Columnistas

Dobleces (no) sexistas

A título de ‘no sexis-mo’ y pasando por alto el convenido genérico se contraviene el sentido común.

La Razón / Óscar Díaz Arnau

03:45 / 02 de abril de 2012

Un artículo de la Constitución Bolivariana, que rige normativamente la vida de los venezolanos, ha sido citado como ejemplo de mal uso del castellano por uno de los académicos de la lengua española. Cual jinete del surf, el ilustrado critica la forma —barroca, excesiva— de ese texto, montándose sobre la cresta de una ola de expresiones que amenazan con arrastrarnos a todos hacia un mar de sinsentidos.

Ignacio Bosque, miembro de la Real Academia Española (RAE), ha recibido el respaldo de esa institución luego de que presentara un meticuloso informe en el que cuestiona el desdoblamiento léxico a propósito de recomendaciones lingüísticas surgidas en “guías de lenguaje no sexista”: distinciones de género y sexo por una cuestión de ‘visibilización’ del femenino, última moda de la redacción en América Latina y España.

Al notar que esa moda provocaba comezón en los ojos y los oídos, escribí La RAE y el ‘gatoflorismo’ (La Razón, 30-05-2011) y Las y los (La Razón, 27-06-2011) fijando, en la primera de esas columnas, una posición contraria a la Real Academia y, en la segunda, a favor por mis reparos a la ocurrencia “antidiscriminatoria” de que todo masculino sea acompañado por un femenino innecesario.

A título de ‘no sexismo’ y pasando por alto el, hasta ahora, convenido genérico, se sobrecarga, se exagera, se abruma y se reboza en incorrecciones. Pero, al margen de cualquier atisbo de pulcritud o celo por la norma (que critico a veces), dejando fuera de consideración el hecho de que el idioma sea devastado por una estulticia progresista o que su destrucción sea alentada por un radicalismo absurdo, lo más grave es que se contraviene el sentido común.

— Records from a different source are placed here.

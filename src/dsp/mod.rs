//! Digital Signal Processing
//!
//! Pure functions and value types for signal processing. No I/O dependencies.

pub mod fft;
pub mod filter;
pub mod iter;
pub mod scale;
pub mod signal;
pub mod spectrum;
pub mod wave;

// Re-export commonly used items
pub use fft::FftProcessor;
pub use filter::{HighPassFilter, LowPassFilter, SpectralFilter};
pub use iter::{IterationOrder, SampleIter};
pub use scale::Scaler;
pub use signal::{Signal, SignalBuilder, SignalParams, WaveParams};
pub use spectrum::Spectrum;
pub use wave::Wave;
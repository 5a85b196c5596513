//! Core domain types
//!
//! Pure types with no I/O dependencies: errors, waveform shapes and run
//! configuration.

pub mod config;
pub mod error;
pub mod types;

pub use config::*;
pub use error::*;
pub use types::*;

En su ejemplo, Bosque transcribe la siguiente afrenta a la inteligencia de un niño de dos años que aprende a identificar las vocales (tome aire): «Sólo los venezolanos y venezolanas por nacimiento y sin otra nacionalidad podrán ejercer los cargos de Presidente o Presidenta de la República, Vicepresidente Ejecutivo o Vicepresidenta Ejecutiva, Presidente o Presidenta y Vicepresidentes o Vicepresidentas de la Asamblea Nacional.

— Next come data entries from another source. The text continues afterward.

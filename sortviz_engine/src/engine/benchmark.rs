//! Times every sorter against random sequences of increasing length and
//! prints one comparison/wall-clock table per size.

use colored::Colorize;
use indicatif::{ProgressBar, ProgressStyle};
use rand::{self, Rng};
use std::{cell::Cell, rc::Rc, time::Duration, time::Instant};

use prettytable::{row, Table};

use super::{
    BubbleSorter, InsertionSorter, MergeSorter, QuickSorter, SelectionSorter, ShellSorter, Sorter,
    TimSorter, TreeSorter,
};

const ZERO: usize = 0;
const ONE: usize = 1;
const HUNDRED: usize = 100;
const TEN_THOUSAND: usize = 10_000;
const HUNDRED_THOUSAND: usize = 100_000;

// Above this the quadratic sorts stop being entertainment and start being a
// coffee break.
const QUADRATIC_CUTOFF: usize = TEN_THOUSAND;

/// Wraps an element so that every comparison made against it is counted.
/// The `elem` is what gets compared; the counter is shared by the whole
/// sequence through an `Rc<Cell>`.
#[derive(Clone)]
struct SortEvaluator<T> {
    elem: T,
    comparison_counter: Rc<Cell<usize>>,
}

impl<T> SortEvaluator<T> {
    fn new(elem: T, comparison_counter: Rc<Cell<usize>>) -> Self {
        Self {
            elem,
            comparison_counter,
        }
    }
}

impl<T: Eq> Eq for SortEvaluator<T> {}

impl<T: PartialEq> PartialEq for SortEvaluator<T> {
    fn eq(&self, other: &Self) -> bool {
        self.comparison_counter
            .set(self.comparison_counter.get() + 1);
        self.elem == other.elem
    }
}

impl<T: PartialOrd> PartialOrd for SortEvaluator<T> {
    fn partial_cmp(&self, other: &Self) -> Option<std::cmp::Ordering> {
        self.comparison_counter
            .set(self.comparison_counter.get() + 1);
        self.elem.partial_cmp(&other.elem)
    }
}

impl<T: Ord> Ord for SortEvaluator<T> {
    fn cmp(&self, other: &Self) -> std::cmp::Ordering {
        self.comparison_counter
            .set(self.comparison_counter.get() + 1);
        self.elem.cmp(&other.elem)
    }
}

/// `slice::sort` / `slice::sort_unstable` behind the [`Sorter`] trait, as
/// the baseline everything else gets measured against.
pub struct StdSorter {
    pub stable: bool,
}

impl<T> Sorter<T> for StdSorter
where
    T: Ord,
{
    fn sort_stepped(&self, slice: &mut [T], _steps: &mut super::Steps<'_, T>) {
        if self.stable {
            slice.sort();
        } else {
            slice.sort_unstable();
        }
    }
}

// Each sorter gets its own fresh copy of the master sequence; reusing one
// buffer would hand every sorter after the first an already sorted input.
fn run_bench<T, S>(
    sorter: &S,
    master: &[SortEvaluator<T>],
    comparisons: &Rc<Cell<usize>>,
) -> (usize, Duration)
where
    T: Ord + Eq + Clone,
    S: Sorter<SortEvaluator<T>> + ?Sized,
{
    let mut values = master.to_vec();
    comparisons.set(0);

    let now = Instant::now();
    sorter.sort(&mut values);
    let elapsed = now.elapsed();

    (comparisons.get(), elapsed)
}

pub fn run_all() {
    let mut random = rand::thread_rng();
    let counter = Rc::new(Cell::new(0));

    for &n in &[ZERO, ONE, HUNDRED, TEN_THOUSAND, HUNDRED_THOUSAND] {
        let mut master = Vec::with_capacity(n);
        for _ in 0..n {
            master.push(SortEvaluator::new(random.gen::<i32>(), counter.clone()));
        }

        println!(
            "{} {}",
            "List Size -> ".bold().underline().blue(),
            n.to_string().bold()
        );

        let mut table = Table::new();
        table.add_row(row![
            "Sorter".bold(),
            "Comparisons Made".bold(),
            "Time Taken".bold()
        ]);

        let pb = ProgressBar::new(11);
        pb.set_style(
            ProgressStyle::with_template(
                "Benchmarking -> {spinner:.green} [{elapsed_precise}] [{bar:50.cyan/blue}] ({pos}/{len})",
            )
            .unwrap(),
        );

        let mut bench =
            |label: &str, sorter: &dyn Sorter<SortEvaluator<i32>>, quadratic: bool| {
                if quadratic && n > QUADRATIC_CUTOFF {
                    table.add_row(row![label, "Skipped".red(), "Too Slow To Watch".red()]);
                } else {
                    let (comparisons, elapsed) = run_bench(sorter, &master, &counter);
                    table.add_row(row![label, comparisons.to_string(), format!("{elapsed:?}")]);
                }
                pb.inc(1);
            };

        bench("Bubble Sort", &BubbleSorter, true);
        bench("Insertion Sort", &InsertionSorter { smart: false }, true);
        bench("Insertion Sort (smart)", &InsertionSorter { smart: true }, true);
        bench("Selection Sort", &SelectionSorter, true);
        bench("Shell Sort", &ShellSorter, false);
        bench("Merge Sort", &MergeSorter, false);
        bench("Quick Sort", &QuickSorter, false);
        bench("Tim Sort", &TimSorter::default(), false);
        bench("Tree Sort", &TreeSorter, false);
        bench("Std Sort (stable)", &StdSorter { stable: true }, false);
        bench("Std Sort (unstable)", &StdSorter { stable: false }, false);

        pb.finish_and_clear();
        table.printstd();
        println!();
    }
}

#[cfg(test)]
mod tests {

    use super::*;

    #[test]
    fn evaluator_counts_comparisons() {
        let counter = Rc::new(Cell::new(0));
        let mut values: Vec<SortEvaluator<i32>> = [3, 1, 2]
            .into_iter()
            .map(|v| SortEvaluator::new(v, counter.clone()))
            .collect();

        counter.set(0);
        QuickSorter.sort(&mut values);

        assert!(counter.get() > 0);
        let sorted: Vec<i32> = values.into_iter().map(|e| e.elem).collect();
        assert_eq!(sorted, vec![1, 2, 3]);
    }

    #[test]
    fn fresh_copy_per_run() {
        let counter = Rc::new(Cell::new(0));
        let master: Vec<SortEvaluator<i32>> = [5, 4, 3, 2, 1]
            .into_iter()
            .map(|v| SortEvaluator::new(v, counter.clone()))
            .collect();

        let (first, _) = run_bench(&BubbleSorter, &master, &counter);
        let (second, _) = run_bench(&BubbleSorter, &master, &counter);

        // The master stays unsorted, so both runs do identical work.
        assert_eq!(first, second);
        let original: Vec<i32> = master.into_iter().map(|e| e.elem).collect();
        assert_eq!(original, vec![5, 4, 3, 2, 1]);
    }

    #[test]
    fn std_sorter_sorts() {
        for stable in [true, false] {
            let mut slice = vec![5, 3, 8, 1, 9, 2];
            StdSorter { stable }.sort(&mut slice);
            assert_eq!(slice, vec![1, 2, 3, 5, 8, 9]);
        }
    }
}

Magistrados o magistradas del Tribunal Supremo de Justicia, Presidente o Presidenta del Consejo Nacional Electoral, Procurador o Procuradora General de la República, Contralor o Contralora General de la República, Fiscal General de la República, Defensor o Defensora del Pueblo, Ministros o Ministras de los despachos relacionados con la seguridad de la Nación, finanzas, energía y minas, educación; Gobernadores o Gobernadoras y Alcaldes o Alcaldesas de los Estados y Municipios fronterizos y de aquellos contemplados en la Ley Orgánica de la Fuerza Armada Nacional.»

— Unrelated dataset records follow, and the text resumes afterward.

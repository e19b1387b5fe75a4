//! Basemap stitching behind a tile-provider seam
//!
//! The core never talks to a tile server. Callers supply a [`TileProvider`];
//! tiles are fetched one after another and any failure is replaced by an
//! opaque white placeholder, so map problems never reach the physics.

use crate::error::{PlumeError, PlumeResult};
use crate::geo::mercator::{MapView, TILE_SIZE};
use tracing::warn;

/// Square RGBA image, row-major, 4 bytes per pixel
#[derive(Debug, Clone, PartialEq, Eq)]
pub struct TileImage {
    /// Edge length in pixels
    pub size: u32,
    /// Pixel data
    pub rgba: Vec<u8>,
}

impl TileImage {
    /// Opaque white tile of [`TILE_SIZE`]
    pub fn placeholder() -> Self {
        let n = (TILE_SIZE * TILE_SIZE * 4) as usize;
        Self {
            size: TILE_SIZE,
            rgba: vec![255; n],
        }
    }
}

/// Source of map tiles keyed by tile coordinates and zoom
pub trait TileProvider {
    /// Fetch one [`TILE_SIZE`] RGBA tile
    ///
    /// # Errors
    ///
    /// Implementations report failures as [`PlumeError::TileFetch`].
    fn fetch_tile(&self, x: i64, y: i64, zoom: u8) -> PlumeResult<TileImage>;
}

/// A stitched 3×3 tile block
#[derive(Debug, Clone, PartialEq, Eq)]
pub struct Basemap {
    /// Edge length in pixels (`3 · TILE_SIZE`)
    pub size: u32,
    /// Pixel data
    pub rgba: Vec<u8>,
    /// Tiles that were replaced by placeholders
    pub placeholders: usize,
}

/// Fetch and stitch the 3×3 block around `view`'s origin
pub fn stitch_basemap<P: TileProvider + ?Sized>(provider: &P, view: &MapView) -> Basemap {
    let tile = TILE_SIZE as usize;
    let size = 3 * tile;
    let mut rgba = vec![0_u8; size * size * 4];
    let mut placeholders = 0;

    for ((dx, dy), (tx, ty)) in view.tiles() {
        let image = match provider.fetch_tile(tx, ty, view.zoom) {
            Ok(img) if img.size == TILE_SIZE && img.rgba.len() == tile * tile * 4 => img,
            Ok(img) => {
                warn!(
                    "Tile ({tx}, {ty}) has size {} instead of {TILE_SIZE}, using placeholder",
                    img.size
                );
                placeholders += 1;
                TileImage::placeholder()
            }
            Err(e) => {
                warn!("Tile fetch error at ({tx}, {ty}): {e}");
                placeholders += 1;
                TileImage::placeholder()
            }
        };

        let x0 = (dx + 1) as usize * tile;
        let y0 = (dy + 1) as usize * tile;
        for row in 0..tile {
            let src = &image.rgba[row * tile * 4..(row + 1) * tile * 4];
            let dst_start = ((y0 + row) * size + x0) * 4;
            rgba[dst_start..dst_start + tile * 4].copy_from_slice(src);
        }
    }

    Basemap {
        size: size as u32,
        rgba,
        placeholders,
    }
}

/// Provider that always fails; yields an all-placeholder basemap
#[derive(Debug, Clone, Copy, Default)]
pub struct OfflineTiles;

impl TileProvider for OfflineTiles {
    fn fetch_tile(&self, x: i64, y: i64, zoom: u8) -> PlumeResult<TileImage> {
        Err(PlumeError::TileFetch {
            x,
            y,
            zoom,
            message: "offline".to_string(),
        })
    }
}

#[cfg(test)]
mod tests {
    use super::*;

    struct Checkerboard;

    impl TileProvider for Checkerboard {
        fn fetch_tile(&self, x: i64, y: i64, zoom: u8) -> PlumeResult<TileImage> {
            if (x + y) % 2 == 0 {
                let n = (TILE_SIZE * TILE_SIZE * 4) as usize;
                Ok(TileImage {
                    size: TILE_SIZE,
                    rgba: vec![7; n],
                })
            } else {
                Err(PlumeError::TileFetch {
                    x,
                    y,
                    zoom,
                    message: "404".into(),
                })
            }
        }
    }

    #[test]
    fn test_failures_become_placeholders() {
        let view = MapView::new(26.208938, 78.183051, 16, (100, 100)).unwrap();
        let map = stitch_basemap(&Checkerboard, &view);
        assert_eq!(map.size, 3 * TILE_SIZE);
        assert_eq!(map.rgba.len(), (map.size * map.size * 4) as usize);
        assert!(map.placeholders == 4 || map.placeholders == 5);
        assert!(map.rgba.iter().all(|&b| b == 7 || b == 255));
    }

    #[test]
    fn test_offline_provider_is_all_white() {
        let view = MapView::new(0.5, 0.5, 3, (10, 10)).unwrap();
        let map = stitch_basemap(&OfflineTiles, &view);
        assert_eq!(map.placeholders, 9);
        assert!(map.rgba.iter().all(|&b| b == 255));
    }
}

Con tan esmerada redacción, la Carta Magna del Estado Plurinacional de Bolivia, reflejo de los cambios políticos de la República Bolivariana de Venezuela, no podía ser menos florida. En ella abundan “las bolivianas y los bolivianos”, “las trabajadoras y los trabajadores”, “las usuarias y los usuarios”, “las consumidoras y los consumidores”, “las dirigentas y los dirigentes”, entre otros dobleces soporíferos, invariablemente, como buenos caballeros (¿no es esto un velado machismo?), con las damas por delante.

Por un descuido imperdonable, los constituyentes, al momento de tratar los ineludibles “derechos”, “beneficios” y “salarios”, han obviado los respectivos femeninos “derechas”, “beneficias” y “salarias”. Cuesta creerlo, pero se han olvidado de desdoblar toda la lengua. Lo inaceptable es su osadía de haber vuelto invisibles a esas indefensas mujeres. Estuvieron cerca de pasar el examen de impecable manejo del lenguaje no sexista.